In fact, during the “call in” portion of the show, a caller asked the JLMC team to assist police and community members in intercepting a forced child marriage between a 45-year-old man and an adolescent girl (watch below). Forced child marriage is illegal in Uganda, and yet it is heavily practiced when families and children don’t know their rights or how to enforce them.
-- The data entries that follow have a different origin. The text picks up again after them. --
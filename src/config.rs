use crate::error::SolverError;
use crate::frontier::Algorithm;
use crate::heuristic::Heuristic;
use serde::Deserialize;
use std::fs;
use std::path::{Path, PathBuf};

/// A fully resolved run configuration.
#[derive(Debug)]
pub struct Config {
    pub algorithm: Algorithm,
    pub heuristic: Option<Heuristic>,
    pub map_name: PathBuf,
    pub output_file: Option<String>,
    pub generate_animation: bool,
    pub pruning: bool,
}

/// The raw JSON document. Unknown keys are ignored; names are resolved
/// case-insensitively after parsing.
#[derive(Debug, Deserialize)]
struct RawConfig {
    algorithm: Option<String>,
    heuristic: Option<String>,
    map_name: Option<String>,
    output_file: Option<String>,
    #[serde(default)]
    generate_animation: bool,
    #[serde(default)]
    pruning: bool,
}

impl Config {
    pub fn from_file(path: &Path) -> Result<Config, SolverError> {
        if !path.exists() {
            return Err(SolverError::InvalidConfig(format!(
                "configuration file '{}' not found",
                path.display()
            )));
        }
        let contents = fs::read_to_string(path)?;
        Config::from_json(&contents)
    }

    pub fn from_json(contents: &str) -> Result<Config, SolverError> {
        let raw: RawConfig = serde_json::from_str(contents)?;

        let algorithm = raw.algorithm.as_deref().unwrap_or("BFS").parse()?;
        let heuristic = match raw.heuristic.as_deref() {
            Some(name) => Some(name.parse::<Heuristic>()?),
            None => None,
        };
        let map_name = raw
            .map_name
            .ok_or_else(|| SolverError::InvalidConfig("missing map_name".to_string()))?;

        Ok(Config {
            algorithm,
            heuristic,
            map_name: PathBuf::from(map_name),
            output_file: raw.output_file,
            generate_animation: raw.generate_animation,
            pruning: raw.pruning,
        })
    }
}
This immediate success of educating the community at large is exactly the impact we are hoping to achieve.

We are very proud of our JLMC Uganda Team and grateful that the communities are still receiving the powerful lessons held within the Girl Power Curriculum.

Follow JLMC on Instagram @justlikemychild and Facebook @justlikemychildfoundation for more updates on the progress of this partnership.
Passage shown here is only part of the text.